» What is required
Please retype the data that follows, starting at the line containing "self.transform = transform;" and stopping after the last line.

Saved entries
....

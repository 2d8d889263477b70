//! Clickable link regions layered above the text layer.
//!
//! Regions capture only their own bounds: [`LinkLayer::activate`] returns
//! `false` for a point outside every region so the host can pass the click
//! through. Internal targets are never followed here; they go back to the
//! host through [`NavigationHost`].

use crate::model::{LinkAnnotation, LinkTarget, PageNumber};
use serde::Serialize;
use viewer_core::{Point, Rect, ScaleTransform, Size};

/// Receives link activations.
pub trait NavigationHost {
    /// Open `uri` in a new browsing context.
    fn open_external(&mut self, uri: &str);
    fn navigate_to_page(&mut self, page: PageNumber);
    /// Resolving `name` to a page is up to the host.
    fn navigate_to_destination(&mut self, name: &str);
}

#[derive(Debug, Clone, PartialEq, Serialize)]
pub struct LinkRegion {
    pub rect: Rect,
    pub target: LinkTarget,
    /// Tooltip
    pub title: String,
    pub href: String,
}

impl LinkRegion {
    fn new(rect: Rect, target: LinkTarget) -> Self {
        let (title, href) = match &target {
            LinkTarget::External(uri) => (uri.clone(), uri.clone()),
            LinkTarget::InternalPage(page) => {
                (format!("Go to page {page}"), format!("#page-{page}"))
            }
            LinkTarget::InternalDest(name) => {
                (format!("Go to anchor {name}"), format!("#dest-{name}"))
            }
        };

        Self {
            rect,
            target,
            title,
            href,
        }
    }

    pub fn is_external(&self) -> bool {
        matches!(self.target, LinkTarget::External(_))
    }
}

pub fn build_link_regions(
    links: &[LinkAnnotation],
    source: Size,
    transform: &ScaleTransform,
    surface: Size,
) -> Vec<LinkRegion> {
    if !transform.is_positionable() || !source.is_known() {
        return Vec::new();
    }

    let bounds = Rect::from_size(surface);
    links
        .iter()
        .filter_map(|link| {
            let rect = link.rect.clamp_to(source.width, source.height)?;
            let rect = transform.project(&rect);
            rect.intersects(&bounds)
                .then(|| LinkRegion::new(rect, link.target.clone()))
        })
        .collect()
}

#[derive(Debug, Clone, Default)]
pub struct LinkLayer {
    links: Vec<LinkAnnotation>,
    source: Option<Size>,
    transform: ScaleTransform,
    surface: Size,
    regions: Vec<LinkRegion>,
}

impl LinkLayer {
    pub fn new() -> Self {
        Self::default()
    }

    pub fn regions(&self) -> &[LinkRegion] {
        &self.regions
    }

    pub fn set_links(&mut self, links: Vec<LinkAnnotation>) {
        self.links = links;
        self.rebuild();
    }

    /// Source layout size the link rectangles are expressed in.
    pub fn set_source_size(&mut self, source: Option<Size>) {
        self.source = source;
        self.rebuild();
    }

    pub fn set_transform(&mut self, transform: ScaleTransform, surface: Size) {
        if self.transform == transform && self.surface == surface {
            return;
        }

        self.transform = transform;
        self.surface = surface;
        self.rebuild();
    }

    pub fn clear(&mut self) {
        *self = Self::default();
    }

    /// Topmost region under `point`. Later regions are drawn above earlier ones.
    pub fn hit_test(&self, point: Point) -> Option<&LinkRegion> {
        self.regions
            .iter()
            .rev()
            .find(|region| region.rect.contains(point))
    }

    /// Activates the region under `point`. Returns `false` when the click
    /// should fall through to the layers below.
    pub fn activate(&self, point: Point, host: &mut dyn NavigationHost) -> bool {
        let Some(region) = self.hit_test(point) else {
            return false;
        };

        match &region.target {
            LinkTarget::External(uri) => host.open_external(uri),
            LinkTarget::InternalPage(page) => host.navigate_to_page(*page),
            LinkTarget::InternalDest(name) => host.navigate_to_destination(name),
        }

        true
    }

    fn rebuild(&mut self) {
        self.regions = match self.source {
            Some(source) => build_link_regions(&self.links, source, &self.transform, self.surface),
            None => Vec::new(),
        };
    }
}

....

» Answer box
        self.transform = transform;
        self.surface = surface;
        self.rebuild();
    }

    pub fn clear(&mut self) {
        *self = Self::default();
    }

    /// Topmost region under `point`. Later regions are drawn above earlier ones.
    pub fn hit_test(&self, point: Point) -> Option<&LinkRegion> {
        self.regions
            .iter()
            .rev()
            .find(|region| region.rect.contains(point))
    }

    /// Activates the region under `point`. Returns `false` when the click
    /// should fall through to the layers below.
    pub fn activate(&self, point: Point, host: &mut dyn NavigationHost) -> bool {
        let Some(region) = self.hit_test(point) else {
            return false;
        };

        match &region.target {
            LinkTarget::External(uri) => host.open_external(uri),
            LinkTarget::InternalPage(page) => host.navigate_to_page(*page),
            LinkTarget::InternalDest(name) => host.navigate_to_destination(name),
        }

        true
    }

    fn rebuild(&mut self) {
        self.regions = match self.source {
            Some(source) => build_link_regions(&self.links, source, &self.transform, self.surface),
            None => Vec::new(),
        };
    }
}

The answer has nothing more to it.